For the lye heavy soap, would it work to add the extra oil to the bag with the dough, seal the bag back up and then knead the oil and dough together in the closed bag?
Great idea! I was about to knead the dough and the oil together in a bowl with hands/gloves, but this appears to scale up a lot better. I will try both and report back.

@Johnez Ah, you mean something like a repeated scale-out parameter scan? Yes, that makes sense, although, if you want to make all soaps of one “iteration” at once, you don't need the dough step! Just make a basic soap batter, divide and melt the butters into the small portions, and treat them like normal CP/CPOP.
Food for thought to obtain training data sets for @Tara_H's ML project ;)

I am confused by the discussion of gelling or not gelling soap dough, or maybe I am misunderstanding the purpose.

Gel speeds up saponification, but why would that be desired or necessary with soap dough? Because you want to be able to handle it sooner? To get more vibrant colors? To make a potentially more translucent soap dough? Just curious.
Uh, dunno. I won't bother to CPOP my dough soaps (we'll se if this will revenge with stearic spots). It's just that the possibility exists to avoid and/or force gel to taste, while in HP gelling is obviously unavoidable.
My point is, the soap dough detour appears the only way (as far as I overlook it) to get an ungelled soap with a well-defined superfat or heat-sensitive ingredients.

With a different reading of your comment, you're raising another point that I didn't find an answer to yet: Is soap dough itself of any use if it undergoes gel during its initial preparation? All sources I found either avoided gel or didn't really care/mention. HP soap dough, anyone? I can't really predict if gel phase does something to the consistency that makes gelled soap dough inferior to ungelled. Sounds like yet another thing to try out. 🤪
 
I won't bother to CPOP my dough soaps
I was (perhaps wrongly) assuming that you might CPOP the finished soap after you had finished the adjustments.

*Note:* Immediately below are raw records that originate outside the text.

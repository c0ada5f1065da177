use serde::{Deserialize, Serialize};

use crate::errors::HgrError;

/// Number of keypoints per detected hand (MediaPipe hand landmark convention).
pub const LANDMARK_COUNT: usize = 21;

/// Wrist anchor, the origin for relative normalization.
pub const WRIST: usize = 0;

/// Fingertip tracked across frames for trajectory classification.
pub const INDEX_FINGER_TIP: usize = 8;

/// A pixel coordinate. `(0, 0)` doubles as the "no point this frame"
/// sentinel in the point history.
#[derive(Debug, Clone, Copy, Default, PartialEq, Eq, Serialize, Deserialize)]
pub struct Coordinate2D {
    pub x: i32,
    pub y: i32,
}

impl Coordinate2D {
    pub const fn new(x: i32, y: i32) -> Self {
        Coordinate2D { x, y }
    }
}

/// A detector keypoint in normalized `[0, 1]` image space.
#[derive(Debug, Clone, Copy, PartialEq, Serialize, Deserialize)]
pub struct NormalizedCoordinate2D {
    pub x: f32,
    pub y: f32,
}

#[derive(Debug, Clone, Copy, PartialEq, Eq, Serialize, Deserialize)]
pub struct FrameSize {
    pub width: i32,
    pub height: i32,
}

impl FrameSize {
    pub const fn new(width: i32, height: i32) -> Self {
        FrameSize { width, height }
    }
}

#[derive(Debug, Clone, Copy, PartialEq, Eq, Serialize, Deserialize)]
pub enum Handedness {
    Left,
    Right,
}

/// One detected hand as reported by the upstream detector.
#[derive(Debug, Clone, Serialize, Deserialize)]
pub struct HandObservation {
    pub landmarks: Vec<NormalizedCoordinate2D>,
    pub handedness: Handedness,
}

/// Detector output for a single frame. The pipeline consumes at most the
/// first hand (single-hand design).
#[derive(Debug, Clone, Serialize, Deserialize)]
pub struct FrameObservation {
    pub size: FrameSize,
    pub hands: Vec<HandObservation>,
}

impl FrameObservation {
    pub fn empty(size: FrameSize) -> Self {
        FrameObservation { size, hands: Vec::new() }
    }

    pub fn with_hand(size: FrameSize, hand: HandObservation) -> Self {
        FrameObservation { size, hands: vec![hand] }
    }
}

/// The 21 keypoints of one hand projected onto the frame.
#[derive(Debug, Clone, PartialEq, Eq)]
pub struct LandmarkSet {
    points: [Coordinate2D; LANDMARK_COUNT],
}

impl LandmarkSet {
    pub fn from_points(points: [Coordinate2D; LANDMARK_COUNT]) -> Self {
        LandmarkSet { points }
    }

    /// from_observation projects normalized detector landmarks onto a frame
    /// of known dimensions, clamping each axis to `[0, dimension - 1]`.
    ///
    /// # Arguments
    /// * `observation` - one detected hand, must hold exactly 21 landmarks
    /// * `size` - frame dimensions in pixels
    ///
    /// # Returns
    /// * `Result<LandmarkSet, HgrError>`
    pub fn from_observation(observation: &HandObservation, size: FrameSize) -> Result<Self, HgrError> {
        if observation.landmarks.len() != LANDMARK_COUNT {
            return Err(HgrError::MalformedLandmarks {
                expected: LANDMARK_COUNT,
                actual: observation.landmarks.len(),
            });
        }

        let mut points = [Coordinate2D::default(); LANDMARK_COUNT];
        for (point, landmark) in points.iter_mut().zip(observation.landmarks.iter()) {
            point.x = ((landmark.x * size.width as f32) as i32).clamp(0, size.width - 1);
            point.y = ((landmark.y * size.height as f32) as i32).clamp(0, size.height - 1);
        }

        Ok(LandmarkSet { points })
    }

    pub fn points(&self) -> &[Coordinate2D] {
        &self.points
    }

    pub fn point(&self, index: usize) -> Coordinate2D {
        self.points[index]
    }

    pub fn wrist(&self) -> Coordinate2D {
        self.points[WRIST]
    }

    pub fn fingertip(&self) -> Coordinate2D {
        self.points[INDEX_FINGER_TIP]
    }
}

For this soap I assembled all the pieces with ungelled dough over a few days, and once it was completed I CPOP'ed the whole thing to encourage the various elements to combine into a solid bar.

I may be entirely wrong on this point, but in my mind using CPOP to bring it to a full gel state would almost 'reset' the soap and allow the crystallization to proceed as normal since the molecules would be more free to move around while in this state.
 
Well, all is not lost. I'm open to being persuaded otherwise. Actually, when I'm done with the samples (mostly colour tests), unmoulded from individual silicone moulds, I'm considering to cut each in half, and subject them to (“emergency”) CPOP.

By the way, in view of soaps like this, has someone already told you that your are TERMINALLY INSANE???